=== EXERCISE OBJECTIVE ===
Output nothing but the lines from the first line of the entries to the line with "#[derive(Debug, Clone, PartialEq, Eq, Error)]", inclusive, exactly as they read.

*** Opening RECORDS FOR PROCESSING ***

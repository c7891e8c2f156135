//! Authorization failure response

use axum::{
    http::StatusCode,
    response::{IntoResponse, Response},
    Json,
};
use serde_json::json;
use thiserror::Error;

/// Denied request, carrying the HTTP status to answer with
#[derive(Debug, Clone, PartialEq, Eq, Error)]
#[error("{message}")]
pub struct AuthorizationError {
    pub status: StatusCode,
    pub message: String,
}

impl AuthorizationError {
    /// 401 for a request made with the anonymous role
    pub fn unauthenticated(path: &str) -> Self {
        Self {
            status: StatusCode::UNAUTHORIZED,
            message: format!("User is not authenticated to access the resource \"{path}\""),
        }
    }

    /// 403 for an authenticated role lacking access
    pub fn forbidden(role: &str, method: &str, path: &str) -> Self {
        Self {
            status: StatusCode::FORBIDDEN,
            message: format!(
                "User \"{role}\" is not authorized to \"{method}\" to the resource \"{path}\""
            ),
        }
    }
}

impl IntoResponse for AuthorizationError {
    fn into_response(self) -> Response {
        let body = Json(json!({
            "error": self.message,
            "status": self.status.as_u16(),
        }));

        (self.status, body).into_response()
    }
}
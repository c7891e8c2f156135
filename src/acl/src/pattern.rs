//! Resource patterns
//!
//! A [`Pattern`] is a compiled predicate over a full resource string. It is
//! built either from a literal (escaped and anchored so that only that exact
//! string matches) or from a raw expression used as-is, which allows prefix,
//! substring and wildcard matches.
//!
//! Patterns keep their source expression so the rule set can be written out
//! and read back losslessly. The textual form wraps the source in `/`
//! delimiters: `^\/foo$` is written as `/^\/foo$/`.

use std::fmt;
use std::hash::{Hash, Hasher};

use regex::Regex;

use crate::error::{AclError, Result};

/// Delimiter around a pattern source in its textual form
pub const DELIMITER: char = '/';

/// Characters escaped when compiling a literal, besides ASCII whitespace.
///
/// `/` is not special to the regex engine but is escaped so a literal's
/// source is already in delimited-safe form.
const LITERAL_METACHARACTERS: &[char] = &[
    '-', '[', ']', '{', '}', '(', ')', '*', '+', '?', '.', ',', '\\', '^', '$', '|', '#', '/',
];

/// Compiled resource pattern
#[derive(Clone)]
pub struct Pattern {
    regex: Regex,
}

impl Pattern {
    /// Compiles a literal that matches only `text` as a whole
    ///
    /// # Examples
    ///
    /// ```
    /// use seal_acl::Pattern;
    ///
    /// let pattern = Pattern::literal("/foo/bar?").unwrap();
    /// assert_eq!(pattern.source(), r"^\/foo\/bar\?$");
    /// assert!(pattern.test("/foo/bar?"));
    /// assert!(!pattern.test("/foo/bar"));
    /// ```
    pub fn literal(text: &str) -> Result<Self> {
        let source = format!("^{}$", escape_literal(text));
        Regex::new(&source)
            .map(|regex| Self { regex })
            .map_err(|e| AclError::InvalidResource(format!("literal {text:?}: {e}")))
    }

    /// Compiles a raw expression; no anchors are added
    pub fn expression(expr: &str) -> Result<Self> {
        Regex::new(expr)
            .map(|regex| Self { regex })
            .map_err(|e| AclError::InvalidResource(format!("expression {expr:?}: {e}")))
    }

    /// Source expression, exactly as compiled
    pub fn source(&self) -> &str {
        self.regex.as_str()
    }

    /// Tests the pattern against a candidate resource.
    ///
    /// Each call is independent; no match state is carried between calls.
    pub fn test(&self, candidate: &str) -> bool {
        self.regex.is_match(candidate)
    }

    /// Delimited textual form, e.g. `/^\/foo$/`
    pub fn encode(&self) -> String {
        self.to_string()
    }

    /// Parses the delimited textual form produced by [`Pattern::encode`]
    pub fn decode(text: &str) -> Result<Self> {
        let body = text
            .strip_prefix(DELIMITER)
            .and_then(|rest| rest.strip_suffix(DELIMITER))
            .ok_or_else(|| {
                AclError::Deserialization(format!(
                    "resource {text:?} is not a {DELIMITER}-delimited pattern"
                ))
            })?;

        Regex::new(body)
            .map(|regex| Self { regex })
            .map_err(|e| AclError::Deserialization(format!("resource {text:?}: {e}")))
    }
}

/// Only the source expression is kept, so flags set through
/// `regex::RegexBuilder` (e.g. case-insensitivity) do not survive
/// [`Pattern::encode`] / [`Pattern::decode`]. Use inline flags like `(?i)`
/// instead.
impl From<Regex> for Pattern {
    fn from(regex: Regex) -> Self {
        Self { regex }
    }
}

impl PartialEq for Pattern {
    fn eq(&self, other: &Self) -> bool {
        self.source() == other.source()
    }
}

impl Eq for Pattern {}

impl Hash for Pattern {
    fn hash<H: Hasher>(&self, state: &mut H) {
        self.source().hash(state);
    }
}

impl fmt::Debug for Pattern {
    fn fmt(&self, f: &mut fmt::Formatter<'_>) -> fmt::Result {
        f.debug_tuple("Pattern").field(&self.source()).finish()
    }
}

impl fmt::Display for Pattern {
    fn fmt(&self, f: &mut fmt::Formatter<'_>) -> fmt::Result {
        write!(f, "{DELIMITER}{}{DELIMITER}", self.source())
    }
}

/// Raw pattern expression, compiled without escaping or anchoring
///
/// Plain strings passed to [`Acl::matching`](crate::Acl::matching) are treated
/// as literals; wrap them in `Expr` to match by expression instead.
#[derive(Debug, Clone, Copy, PartialEq, Eq)]
pub struct Expr<'a>(pub &'a str);

/// Anything a rule can be matched against
pub trait IntoPattern {
    fn into_pattern(self) -> Result<Pattern>;
}

impl IntoPattern for &str {
    fn into_pattern(self) -> Result<Pattern> {
        Pattern::literal(self)
    }
}

impl IntoPattern for String {
    fn into_pattern(self) -> Result<Pattern> {
        Pattern::literal(&self)
    }
}

impl IntoPattern for &String {
    fn into_pattern(self) -> Result<Pattern> {
        Pattern::literal(self)
    }
}

impl IntoPattern for Expr<'_> {
    fn into_pattern(self) -> Result<Pattern> {
        Pattern::expression(self.0)
    }
}

/// Keeps only the source expression, like `From<Regex>`
impl IntoPattern for Regex {
    fn into_pattern(self) -> Result<Pattern> {
        Ok(Pattern::from(self))
    }
}

impl IntoPattern for Pattern {
    fn into_pattern(self) -> Result<Pattern> {
        Ok(self)
    }
}

fn escape_literal(text: &str) -> String {
    let mut escaped = String::with_capacity(text.len() + 8);
    for c in text.chars() {
        if LITERAL_METACHARACTERS.contains(&c) || c.is_ascii_whitespace() {
            escaped.push('\\');
        }
        escaped.push(c);
    }
    escaped
}
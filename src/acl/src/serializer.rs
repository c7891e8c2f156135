//! JSON form of a rule set
//!
//! ```json
//! [
//!   { "resource": "/^\\/foo\\/bar\\?$/", "actions": ["GET"], "roles": ["user"], "scope": "READ_FOO" }
//! ]
//! ```
//!
//! `resource` is the pattern source wrapped in `/` delimiters (see
//! [`Pattern::encode`]); `scope` is omitted when unset. Loading replaces the
//! whole rule set and is all-or-nothing.

use std::collections::HashSet;

use serde::{Deserialize, Serialize};
use tracing::info;

use crate::builder::collect_names;
use crate::engine::Acl;
use crate::error::{AclError, Result};
use crate::pattern::Pattern;
use crate::registry::RuleRegistry;
use crate::rule::Rule;

/// Wire representation of a single rule
#[derive(Debug, Clone, PartialEq, Eq, Serialize, Deserialize)]
pub struct RuleRecord {
    pub resource: String,
    pub actions: Vec<String>,
    pub roles: Vec<String>,
    #[serde(default, skip_serializing_if = "Option::is_none")]
    pub scope: Option<String>,
}

impl From<Rule> for RuleRecord {
    fn from(rule: Rule) -> Self {
        Self {
            resource: rule.pattern.encode(),
            actions: rule.actions,
            roles: rule.roles,
            scope: rule.scope,
        }
    }
}

impl TryFrom<RuleRecord> for Rule {
    type Error = AclError;

    fn try_from(record: RuleRecord) -> Result<Self> {
        let pattern = Pattern::decode(&record.resource)?;

        let actions = collect_names(record.actions).map_err(|e| {
            AclError::Deserialization(format!("rule {} has invalid actions: {e}", record.resource))
        })?;
        let roles = collect_names(record.roles).map_err(|e| {
            AclError::Deserialization(format!("rule {} has invalid roles: {e}", record.resource))
        })?;

        Ok(Self {
            pattern,
            actions,
            roles,
            scope: record.scope,
        })
    }
}

/// Renders the registry's rules, in order, as JSON
pub fn serialize(registry: &RuleRegistry) -> Result<String> {
    serde_json::to_string(registry.as_slice()).map_err(|e| AclError::Serialization(e.to_string()))
}

/// Parses JSON produced by [`serialize`] into an ordered rule list
pub fn deserialize(text: &str) -> Result<Vec<Rule>> {
    let rules: Vec<Rule> =
        serde_json::from_str(text).map_err(|e| AclError::Deserialization(e.to_string()))?;

    let mut keys = HashSet::with_capacity(rules.len());
    for rule in &rules {
        if !keys.insert(rule.key()) {
            return Err(AclError::Deserialization(format!(
                "rule {} for actions {:?} appears more than once",
                rule.pattern, rule.actions
            )));
        }
    }

    Ok(rules)
}

impl Acl {
    /// Serializes the rule set
    pub fn to_json(&self) -> Result<String> {
        serialize(&self.registry)
    }

    /// Replaces the rule set with one produced by [`Acl::to_json`].
    ///
    /// On error the current rules are kept.
    pub fn from_json(&mut self, text: &str) -> Result<()> {
        let rules = deserialize(text)?;
        info!(rules = rules.len(), "Loaded acl rules");
        self.registry.replace_all(rules);
        Ok(())
    }
}
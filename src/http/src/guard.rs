//! Request guard
//!
//! Resolves the request's role (the authenticated one, or the configured
//! anonymous role), checks `(role, path, method)` against the ACL and either
//! lets the request through, tagged with the matched rule's scope, or answers
//! with an [`AuthorizationError`].

use std::sync::Arc;

use axum::{
    extract::{Request, State},
    middleware::Next,
    response::Response,
};
use parking_lot::RwLock;
use seal_acl::Acl;
use tracing::{debug, warn};

use crate::config::GuardConfig;
use crate::error::AuthorizationError;

/// ACL shared between request handling and rule registration
pub type SharedAcl = Arc<RwLock<Acl>>;

/// Role of an authenticated caller.
///
/// Inserted into request extensions by the authentication layer that runs
/// before [`acl_middleware`].
#[derive(Debug, Clone, PartialEq, Eq)]
pub struct AuthenticatedRole(pub String);

/// Scope of the rule that allowed the request.
///
/// Present in request extensions only when the matched rule carries one.
#[derive(Debug, Clone, PartialEq, Eq)]
pub struct RuleScope(pub String);

/// State for [`acl_middleware`]
#[derive(Clone)]
pub struct AclGuard {
    acl: SharedAcl,
    config: Arc<GuardConfig>,
}

impl AclGuard {
    pub fn new(acl: SharedAcl, config: GuardConfig) -> Self {
        Self {
            acl,
            config: Arc::new(config),
        }
    }

    /// Wraps an owned ACL
    pub fn from_acl(acl: Acl, config: GuardConfig) -> Self {
        Self::new(Arc::new(RwLock::new(acl)), config)
    }

    /// Shared handle, e.g. for registering rules at runtime
    pub fn acl(&self) -> &SharedAcl {
        &self.acl
    }

    pub fn config(&self) -> &GuardConfig {
        &self.config
    }

    /// Checks a request.
    ///
    /// `role` is `None` for unauthenticated requests. On success returns the
    /// matched rule's scope, if any. A denial answers 401 when the checked role
    /// is the anonymous role and 403 otherwise.
    pub fn authorize(
        &self,
        role: Option<&str>,
        path: &str,
        method: &str,
    ) -> Result<Option<String>, AuthorizationError> {
        let role = role.unwrap_or(self.config.anonymous_role.as_str());

        let decision = {
            let acl = self.acl.read();
            let decision = acl.decide(role, path, method);
            (decision.allowed, decision.scope().map(str::to_string))
        };

        match decision {
            (true, scope) => {
                debug!(role = %role, method = %method, path = %path, scope = ?scope, "Request allowed");
                Ok(scope)
            }
            (false, _) => {
                warn!(role = %role, method = %method, path = %path, "Request denied");

                if role == self.config.anonymous_role {
                    Err(AuthorizationError::unauthenticated(path))
                } else {
                    Err(AuthorizationError::forbidden(role, method, path))
                }
            }
        }
    }
}

/// ACL middleware
///
/// Use with `axum::middleware::from_fn_with_state(guard, acl_middleware)`.
/// The path is the request URI path without its query string; the action is
/// the HTTP method.
pub async fn acl_middleware(
    State(guard): State<AclGuard>,
    mut request: Request,
    next: Next,
) -> Result<Response, AuthorizationError> {
    let role = request
        .extensions()
        .get::<AuthenticatedRole>()
        .map(|role| role.0.clone());

    let scope = guard.authorize(
        role.as_deref(),
        request.uri().path(),
        request.method().as_str(),
    )?;

    if let Some(scope) = scope {
        request.extensions_mut().insert(RuleScope(scope));
    }

    Ok(next.run(request).await)
}

#[cfg(test)]
mod tests {
    use super::*;
    use axum::http::StatusCode;

    fn guard(anonymous_role: &str) -> AclGuard {
        let mut acl = Acl::new();
        acl.matching("/public").unwrap().for_actions(["GET"]).unwrap().allow(["foo", "admin"]).unwrap();
        acl.matching("/secret").unwrap().for_actions(["GET"]).unwrap().allow(["admin"]).unwrap().as_scope("SECRET_GETTER");

        AclGuard::from_acl(acl, GuardConfig::with_anonymous_role(anonymous_role))
    }

    #[test]
    fn test_anonymous_falls_back_to_configured_role() {
        let guard = guard("foo");

        assert_eq!(guard.authorize(None, "/public", "GET"), Ok(None));
    }

    #[test]
    fn test_allowed_with_scope() {
        let guard = guard("foo");

        assert_eq!(guard.authorize(Some("admin"), "/public", "GET"), Ok(None));
        assert_eq!(
            guard.authorize(Some("admin"), "/secret", "GET"),
            Ok(Some("SECRET_GETTER".to_string()))
        );
    }

    #[test]
    fn test_anonymous_denial_is_401() {
        let guard = guard("foo");

        let err = guard.authorize(None, "/secret", "GET").unwrap_err();
        assert_eq!(err.status, StatusCode::UNAUTHORIZED);

        // Explicitly carrying the anonymous role counts as anonymous too
        let err = guard.authorize(Some("foo"), "/secret", "GET").unwrap_err();
        assert_eq!(err.status, StatusCode::UNAUTHORIZED);
    }

    #[test]
    fn test_authenticated_denial_is_403() {
        let guard = guard("foo");

        let err = guard.authorize(Some("user"), "/secret", "GET").unwrap_err();
        assert_eq!(err.status, StatusCode::FORBIDDEN);
        assert_eq!(err.message, r#"User "user" is not authorized to "GET" to the resource "/secret""#);
    }

    #[test]
    fn test_default_anonymous_role_is_guest() {
        let guard = AclGuard::from_acl(Acl::new(), GuardConfig::default());

        let err = guard.authorize(None, "/x", "GET").unwrap_err();
        assert_eq!(err.status, StatusCode::UNAUTHORIZED);

        guard.acl().write().matching("/x").unwrap().for_actions(["GET"]).unwrap().allow(["guest"]).unwrap();
        assert_eq!(guard.authorize(None, "/x", "GET"), Ok(None));
    }
}
//! Fluent rule registration
//!
//! ```text
//! acl.matching(resource)?     -> Matched
//!    .for_actions(actions)?   -> ForActions
//!    .allow(roles)?           -> Allowed   (rule is stored here)
//!    .as_scope(scope)         -> &Rule
//! ```
//!
//! Each stage validates its own input, so a malformed rule is rejected at the
//! call that supplied the bad value and nothing is stored.

use tracing::debug;

use crate::config::DuplicatePolicy;
use crate::engine::Acl;
use crate::error::{AclError, Result};
use crate::pattern::Pattern;
use crate::rule::{Rule, RuleKey, ANY};

/// Resource chosen, waiting for actions
#[must_use = "a rule is only stored once `allow` is called"]
pub struct Matched<'a> {
    acl: &'a mut Acl,
    pattern: Pattern,
}

/// Resource and actions chosen, waiting for roles
#[must_use = "a rule is only stored once `allow` is called"]
pub struct ForActions<'a> {
    acl: &'a mut Acl,
    pattern: Pattern,
    actions: Vec<String>,
}

/// Stored rule, optionally labelled with a scope.
///
/// The rule is already in the registry, so dropping this is fine.
pub struct Allowed<'a> {
    acl: &'a mut Acl,
    index: usize,
}

impl<'a> Matched<'a> {
    pub(crate) fn new(acl: &'a mut Acl, pattern: Pattern) -> Self {
        Self { acl, pattern }
    }

    /// Sets the actions the rule covers
    pub fn for_actions<I, S>(self, actions: I) -> Result<ForActions<'a>>
    where
        I: IntoIterator<Item = S>,
        S: Into<String>,
    {
        let actions = collect_names(actions).map_err(AclError::InvalidActions)?;

        Ok(ForActions {
            acl: self.acl,
            pattern: self.pattern,
            actions,
        })
    }
}

impl<'a> ForActions<'a> {
    /// Grants the actions to the given roles and stores the rule.
    ///
    /// If a rule with the same pattern source and action set already exists,
    /// the configured [`DuplicatePolicy`] decides between overwriting it in
    /// place and failing.
    pub fn allow<I, S>(self, roles: I) -> Result<Allowed<'a>>
    where
        I: IntoIterator<Item = S>,
        S: Into<String>,
    {
        let roles = collect_names(roles).map_err(AclError::InvalidRoles)?;
        let key = RuleKey::new(&self.pattern, &self.actions);
        let acl = self.acl;

        let index = match acl.registry.position(&key) {
            Some(index) => match acl.config.duplicate_policy {
                DuplicatePolicy::Reject => {
                    return Err(AclError::DuplicateRule {
                        resource: self.pattern.encode(),
                        actions: self.actions,
                    });
                }
                DuplicatePolicy::Replace => {
                    let rule = acl.registry.slot_mut(index);
                    rule.pattern = self.pattern;
                    rule.actions = self.actions;
                    rule.roles = roles;
                    rule.scope = None;

                    debug!(
                        resource = %rule.pattern,
                        actions = ?rule.actions,
                        roles = ?rule.roles,
                        index,
                        "Replaced acl rule"
                    );
                    index
                }
            },
            None => {
                debug!(
                    resource = %self.pattern,
                    actions = ?self.actions,
                    roles = ?roles,
                    "Added acl rule"
                );
                acl.registry.push(Rule::new(self.pattern, self.actions, roles))
            }
        };

        Ok(Allowed { acl, index })
    }

    /// Grants the actions to every role
    pub fn allow_any(self) -> Result<Allowed<'a>> {
        self.allow([ANY])
    }
}

impl<'a> Allowed<'a> {
    /// Labels the rule with a scope and returns it
    pub fn as_scope(self, scope: impl Into<String>) -> &'a Rule {
        let acl = self.acl;
        let rule = acl.registry.slot_mut(self.index);
        rule.scope = Some(scope.into());
        rule
    }

    /// The rule as stored
    pub fn rule(&self) -> &Rule {
        &self.acl.registry.as_slice()[self.index]
    }

    /// Returns the engine to chain another registration
    pub fn and(self) -> &'a mut Acl {
        self.acl
    }
}

/// Collects a non-empty list of non-empty names, dropping repeats
pub(crate) fn collect_names<I, S>(names: I) -> std::result::Result<Vec<String>, String>
where
    I: IntoIterator<Item = S>,
    S: Into<String>,
{
    let mut collected: Vec<String> = Vec::new();
    for name in names {
        let name = name.into();
        if name.is_empty() {
            return Err("empty name in list".to_string());
        }
        if !collected.contains(&name) {
            collected.push(name);
        }
    }

    if collected.is_empty() {
        return Err("list is empty".to_string());
    }
    Ok(collected)
}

*** Closing RECORDS FOR PROCESSING ***

=== RESPONSE ===
repository c7891e8c2f156135
//! Authorization failure response

use axum::{
    http::StatusCode,
    response::{IntoResponse, Response},
    Json,
};
use serde_json::json;
use thiserror::Error;

/// Denied request, carrying the HTTP status to answer with
#[derive(Debug, Clone, PartialEq, Eq, Error)]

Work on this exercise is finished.